→ What you should do
Search through the entries for the word "listing" and copy every line that has it.

/---

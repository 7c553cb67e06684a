//! Crawl a paginated firmware listing into SQLite, enrich each record from its
//! detail page, then download the referenced archives.

pub mod config;
pub mod db;
pub mod detail;
pub mod download;
pub mod error;
pub mod extract;
pub mod listing;
pub mod net;

#[cfg(test)]
mod testing;
use thiserror::Error;

/// Errors from fetching and parsing listing/detail pages.
#[derive(Debug, Error)]
pub enum CrawlError {
    #[error("HTTP error: {0}")]
    Http(#[from] reqwest::Error),
    #[error("{url} returned status {status}")]
    Status { url: String, status: u16 },
    #[error("no table found on listing page {url}")]
    MissingTable { url: String },
    #[error("invalid URL {url}: {source}")]
    InvalidUrl {
        url: String,
        #[source]
        source: url::ParseError,
    },
    #[error("IO error: {0}")]
    Io(#[from] std::io::Error),
}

\---

→ Exercise output
//! Crawl a paginated firmware listing into SQLite, enrich each record from its
pub mod listing;
/// Errors from fetching and parsing listing/detail pages.
    #[error("no table found on listing page {url}")]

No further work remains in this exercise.